Фаддей Булгарин - Димитрий Самозванец
– Прошлые времена, почтенный товарищ! – возразил канцлер. – С тех пор и сам царь Борис переменился, и многое изменилось в его царстве. Но что бы ни было впереди, а нам должно скрывать свое нетерпение и досаду и твердо шествовать к своей цели. Во что бы то ни стало мир должен быть заключен, ибо от этого зависит благо нашего отечества, которое требует спокойствия.
– Дурной мир дают даром, а хороший надобно добыть саблею, – сказал, покраснев, князь Друцкой-Сокольницкий. – С тех пор, как мы стали учиться скрывать нашу досаду и как, по примеру итальянских князьков, начали со всеми переговариваться, взвешивать каждое дело на весах утонченной политики, с тех пор соседи наши возгордились и перестали нас бояться. Переговариваться должно при громе пушек, говаривал покойный король наш, Стефан Баторий. Я также думаю, что только тот трактат прочен, который припечатан рукоятью меча победителя на пороге побежденного. Вы говорите, что Польша слаба и истощена. Нет!

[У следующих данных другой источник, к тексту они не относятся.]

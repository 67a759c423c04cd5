#![forbid(unsafe_code)]

use std::fs;
use std::path::{Path, PathBuf};

use anyhow::{anyhow, Context, Result};
use clap::{Args, Parser, Subcommand};
use intent_ledger_config::{load_config_or_default, ConfigEnvelope, DEFAULT_CONFIG_FILE};
use intent_ledger_domain::{
    AtomId, ConflictId, ConflictStatus, ConflictType, DeltaBaseline, ResolutionAction,
    ReviewSubmission, RunId, RunMode, RunOptions, RunResult, TestRecordId,
};
use intent_ledger_inference::build_capability;
use intent_ledger_orchestrator::{
    ConflictService, EngineSettings, JsonFileEvidenceSource, NewConflict, ResolveRequest,
    RunOrchestrator, StartRequest,
};
use intent_ledger_policy::EvidenceWeightedScorer;
use intent_ledger_store_core::LedgerStore;
use intent_ledger_store_sqlite::SqliteLedgerStore;
use serde_json::Value;

mod logging;

const DEFAULT_EVIDENCE_FILE: &str = "evidence.json";

#[derive(Debug, Parser)]
#[command(name = "intent-ledger")]
#[command(about = "Reconcile tests into a requirements ledger with SQLite audit events")]
struct Cli {
    #[arg(long, global = true, default_value = DEFAULT_CONFIG_FILE)]
    config: PathBuf,
    /// Overrides `database_path` from the configuration file.
    #[arg(long, global = true)]
    db: Option<PathBuf>,
    /// Print full JSON documents instead of key=value lines.
    #[arg(long, global = true, default_value_t = false)]
    json: bool,
    #[command(subcommand)]
    command: Commands,
}

#[derive(Debug, Subcommand)]
enum Commands {
    Run(RunArgs),
    Conflict(ConflictArgs),
}

#[derive(Debug, Args)]
struct RunArgs {
    #[command(subcommand)]
    command: RunSubcommand,
}

#[derive(Debug, Subcommand)]
enum RunSubcommand {
    Start(StartArgs),
    Review {
        #[arg(long)]
        run_id: String,
        /// JSON file holding `atom_decisions` and `molecule_decisions`.
        #[arg(long)]
        decisions: PathBuf,
        #[arg(long)]
        comment: Option<String>,
        #[arg(long, default_value = DEFAULT_EVIDENCE_FILE)]
        evidence: PathBuf,
    },
    Show {
        #[arg(long)]
        run_id: String,
    },
    Active,
    Fail {
        #[arg(long)]
        run_id: String,
        #[arg(long)]
        reason: String,
    },
    Resume {
        #[arg(long)]
        run_id: String,
        #[arg(long, default_value = DEFAULT_EVIDENCE_FILE)]
        evidence: PathBuf,
    },
    Verify {
        #[arg(long)]
        run_id: String,
    },
}

#[derive(Debug, Args)]
struct StartArgs {
    #[arg(long)]
    root: String,
    #[arg(long, default_value = "full-scan")]
    mode: String,
    /// Evidence inventory JSON; relative paths resolve against `--root`.
    #[arg(long, default_value = DEFAULT_EVIDENCE_FILE)]
    evidence: PathBuf,
    #[arg(long)]
    baseline_run: Option<String>,
    #[arg(long)]
    baseline_commit: Option<String>,
    #[arg(long)]
    commit: Option<String>,
    #[arg(long)]
    threshold: Option<u8>,
    #[arg(long = "include")]
    include_paths: Vec<String>,
    #[arg(long = "exclude")]
    exclude_paths: Vec<String>,
    #[arg(long, default_value_t = false)]
    require_review: bool,
    #[arg(long, default_value_t = false)]
    force_interrupt: bool,
    #[arg(long)]
    max_tests: Option<usize>,
    #[arg(long, default_value_t = false)]
    detect_conflicts: bool,
}

#[derive(Debug, Args)]
struct ConflictArgs {
    #[command(subcommand)]
    command: ConflictSubcommand,
}

#[derive(Debug, Subcommand)]
enum ConflictSubcommand {
    Create {
        #[arg(long = "type")]
        conflict_type: String,
        #[arg(long)]
        atom_a: String,
        #[arg(long)]
        atom_b: String,
        #[arg(long)]
        description: String,
        #[arg(long)]
        test_record: Option<String>,
        #[arg(long)]
        score: Option<f64>,
    },
    Resolve {
        #[arg(long)]
        conflict_id: String,
        #[arg(long)]
        action: String,
        #[arg(long)]
        by: String,
        #[arg(long)]
        reason: Option<String>,
        #[arg(long)]
        artifact: Option<String>,
    },
    Escalate {
        #[arg(long)]
        conflict_id: String,
    },
    Show {
        #[arg(long)]
        conflict_id: String,
    },
    List {
        #[arg(long)]
        status: Option<String>,
    },
    Metrics,
    Scan,
}

/// Everything a command needs once configuration is loaded.
struct Session {
    config: ConfigEnvelope,
    store: SqliteLedgerStore,
    json: bool,
}

impl Session {
    fn conflicts(&self) -> ConflictService<'_> {
        ConflictService::new(
            &self.store,
            self.config.config.conflicts.semantic_overlap_threshold,
        )
    }
}

fn main() -> Result<()> {
    let cli = Cli::parse();

    let config = load_config_or_default(&cli.config)?;
    logging::init_tracing(&config.config.logging)?;

    let db_path = cli
        .db
        .clone()
        .unwrap_or_else(|| PathBuf::from(&config.config.database_path));
    let store = SqliteLedgerStore::open(&db_path)?;
    store.migrate()?;
    tracing::debug!(db = %db_path.display(), config_hash = %config.normalized_hash, "ledger opened");

    let session = Session {
        config,
        store,
        json: cli.json,
    };
    match cli.command {
        Commands::Run(args) => run_command(&session, args),
        Commands::Conflict(args) => conflict_command(&session, args),
    }
}

fn run_command(session: &Session, args: RunArgs) -> Result<()> {
    match args.command {
        RunSubcommand::Start(start) => {
            let request = start_request(session, &start)?;
            let result = with_orchestrator(session, &start.evidence, |orchestrator| {
                Ok(orchestrator.start(request)?)
            })?;
            print_result(session, &result)
        }
        RunSubcommand::Review {
            run_id,
            decisions,
            comment,
            evidence,
        } => {
            let run_id = RunId::parse(&run_id)?;
            let mut submission = read_submission(&decisions)?;
            if comment.is_some() {
                submission.comment = comment;
            }
            let result = with_orchestrator(session, &evidence, |orchestrator| {
                Ok(orchestrator.submit_review(run_id, &submission)?)
            })?;
            print_result(session, &result)
        }
        RunSubcommand::Show { run_id } => {
            let run_id = RunId::parse(&run_id)?;
            let details = with_orchestrator(session, Path::new(DEFAULT_EVIDENCE_FILE), |orchestrator| {
                Ok(orchestrator.get_run_details(run_id)?)
            })?;
            println!("{}", serde_json::to_string_pretty(&details)?);
            Ok(())
        }
        RunSubcommand::Active => {
            let runs = with_orchestrator(session, Path::new(DEFAULT_EVIDENCE_FILE), |orchestrator| {
                Ok(orchestrator.get_active_runs()?)
            })?;
            for run in runs {
                if session.json {
                    println!("{}", serde_json::to_string(&run)?);
                } else {
                    println!(
                        "run_id={} status={} mode={} root={}",
                        run.run_id,
                        run.status.as_str(),
                        run.mode.as_str(),
                        run.root_directory
                    );
                }
            }
            Ok(())
        }
        RunSubcommand::Fail { run_id, reason } => {
            let run_id = RunId::parse(&run_id)?;
            let result = with_orchestrator(session, Path::new(DEFAULT_EVIDENCE_FILE), |orchestrator| {
                Ok(orchestrator.mark_failed(run_id, &reason)?)
            })?;
            print_result(session, &result)
        }
        RunSubcommand::Resume { run_id, evidence } => {
            let run_id = RunId::parse(&run_id)?;
            let result = with_orchestrator(session, &evidence, |orchestrator| {
                Ok(orchestrator.resume(run_id)?)
            })?;
            print_result(session, &result)
        }
        RunSubcommand::Verify { run_id } => {
            let run_id = RunId::parse(&run_id)?;
            let report = with_orchestrator(session, Path::new(DEFAULT_EVIDENCE_FILE), |orchestrator| {
                Ok(orchestrator.verify_event_chain(run_id)?)
            })?;
            if session.json {
                println!("{}", serde_json::to_string(&report)?);
            } else {
                println!(
                    "run_id={} events={} chain_valid={}",
                    report.run_id, report.events, report.chain_valid
                );
            }
            Ok(())
        }
    }
}

fn conflict_command(session: &Session, args: ConflictArgs) -> Result<()> {
    let service = session.conflicts();
    match args.command {
        ConflictSubcommand::Create {
            conflict_type,
            atom_a,
            atom_b,
            description,
            test_record,
            score,
        } => {
            let outcome = service.create(NewConflict {
                conflict_type: parse_conflict_type(&conflict_type)?,
                atom_id_a: AtomId::parse(&atom_a)?,
                atom_id_b: AtomId::parse(&atom_b)?,
                description,
                test_record_id: test_record.as_deref().map(TestRecordId::parse).transpose()?,
                similarity_score: score,
            })?;
            let record = outcome.record();
            if session.json {
                println!("{}", serde_json::to_string(record)?);
            } else {
                println!(
                    "conflict_id={} status={} created={}",
                    record.conflict_id,
                    record.status.as_str(),
                    outcome.is_created()
                );
            }
        }
        ConflictSubcommand::Resolve {
            conflict_id,
            action,
            by,
            reason,
            artifact,
        } => {
            let conflict_id = ConflictId::parse(&conflict_id)?;
            let action = ResolutionAction::parse(&action).ok_or_else(|| {
                anyhow!("invalid action '{action}'; use supersede_a, supersede_b, split_test, reject_a, reject_b or clarify")
            })?;
            let record = service.resolve(
                conflict_id,
                ResolveRequest {
                    action,
                    resolved_by: by,
                    reason,
                    clarification_artifact_id: artifact,
                },
            )?;
            print_conflict(session, &record)?;
        }
        ConflictSubcommand::Escalate { conflict_id } => {
            let record = service.escalate(ConflictId::parse(&conflict_id)?)?;
            print_conflict(session, &record)?;
        }
        ConflictSubcommand::Show { conflict_id } => {
            let record = service.get(ConflictId::parse(&conflict_id)?)?;
            println!("{}", serde_json::to_string_pretty(&record)?);
        }
        ConflictSubcommand::List { status } => {
            let status = status
                .as_deref()
                .map(|value| {
                    ConflictStatus::parse(value).ok_or_else(|| {
                        anyhow!("invalid status '{value}'; use open, resolved or escalated")
                    })
                })
                .transpose()?;
            for record in service.list(status)? {
                print_conflict(session, &record)?;
            }
        }
        ConflictSubcommand::Metrics => {
            let metrics = service.get_metrics()?;
            if session.json {
                println!("{}", serde_json::to_string(&metrics)?);
            } else {
                println!(
                    "total={} open={} resolved={} escalated={}",
                    metrics.total, metrics.open, metrics.resolved, metrics.escalated
                );
                for (conflict_type, counts) in &metrics.by_type {
                    println!(
                        "type={conflict_type} total={} open={} resolved={} escalated={}",
                        counts.total, counts.open, counts.resolved, counts.escalated
                    );
                }
            }
        }
        ConflictSubcommand::Scan => {
            let report = service.scan()?;
            if session.json {
                println!("{}", serde_json::to_string(&report)?);
            } else {
                println!(
                    "examined_pairs={} created={} duplicates={}",
                    report.examined_pairs, report.created, report.duplicates
                );
            }
        }
    }
    Ok(())
}

fn with_orchestrator<T>(
    session: &Session,
    evidence: &Path,
    action: impl FnOnce(&RunOrchestrator<'_>) -> Result<T>,
) -> Result<T> {
    let capability = build_capability(&session.config.config.inference)?;
    let evidence = JsonFileEvidenceSource::new(evidence);
    let scorer = EvidenceWeightedScorer;
    let orchestrator = RunOrchestrator::new(
        &session.store,
        &evidence,
        capability.as_ref(),
        &scorer,
        EngineSettings::from_envelope(&session.config),
    );
    action(&orchestrator)
}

Слаб король Польский, истощена казна республики, утомлено войско коронное в войне за наследие Сигизмунда; но Польша будет сильна, когда станет сражаться за собственную честь и пользу. По-моему, так дожидаться здесь нечего, и если Борис еще будет томить нас спорами о царских титулах, откладывать со дня на день прием наш и медлить ответом на предложения, то нам должно сесть на коней и возвратиться в Варшаву. Если республика или король откажутся от войны и стерпят обиду, нанесенную Борисом, я сам пойду войною на Москву, подобно польскому дворянину Ласскому, который от своего лица воевал с Римским императором. Разошлю универсалы (3), соберу посполитое рушенье (4), составлю конфедерацию (5) и ударю на Бориса, который своею казною поплатится мне за военные издержки… Вы сами, вельможный канцлер, говорите, что Россия не так сильна, как многие полагают!
– Довольно сильна, однако ж, чтоб расстроить нас на долгое время, – отвечал канцлер, – если мы, не помирившись с Швециею, не успокоив Австрии и не наказав дерзкого Волошского князька, бросимся в войну, не обдумав средств к поддержанию ее. Любезный князь, вы слишком горячо принимаетесь за дело, которое требует величайшего терпения, соображений и хладнокровия. Вы знаете меня, господа, – знаете, что я никогда не уклонялся от войны, что я сам советовал воевать, когда была в том надобность, что я своими собственными средствами держался в Ливонии и принудил царя Ивана Васильевича уступить мне сию страну, купленную им кровью и золотом. Но теперь другое время, и я прошу вас, господа, быть осторожными в речах с москвитянами и иностранцами, не грозить и не жаловаться. Кажется, что я достоин вашей доверенности; итак, предоставьте мне исполнить поручение республики так, как я его обдумал, и, следуя моим советам, дайте мне доказательства того уважения, которое я стараюсь заслуживать. Чрез два дни назначена первая аудиенция у царя Бориса, на которой, сохраняя достоинство нашего народа, мы не должны раздражать москвитян излишнею гордостью и выказыванием нашего превосходства. Вы понимаете меня, господа!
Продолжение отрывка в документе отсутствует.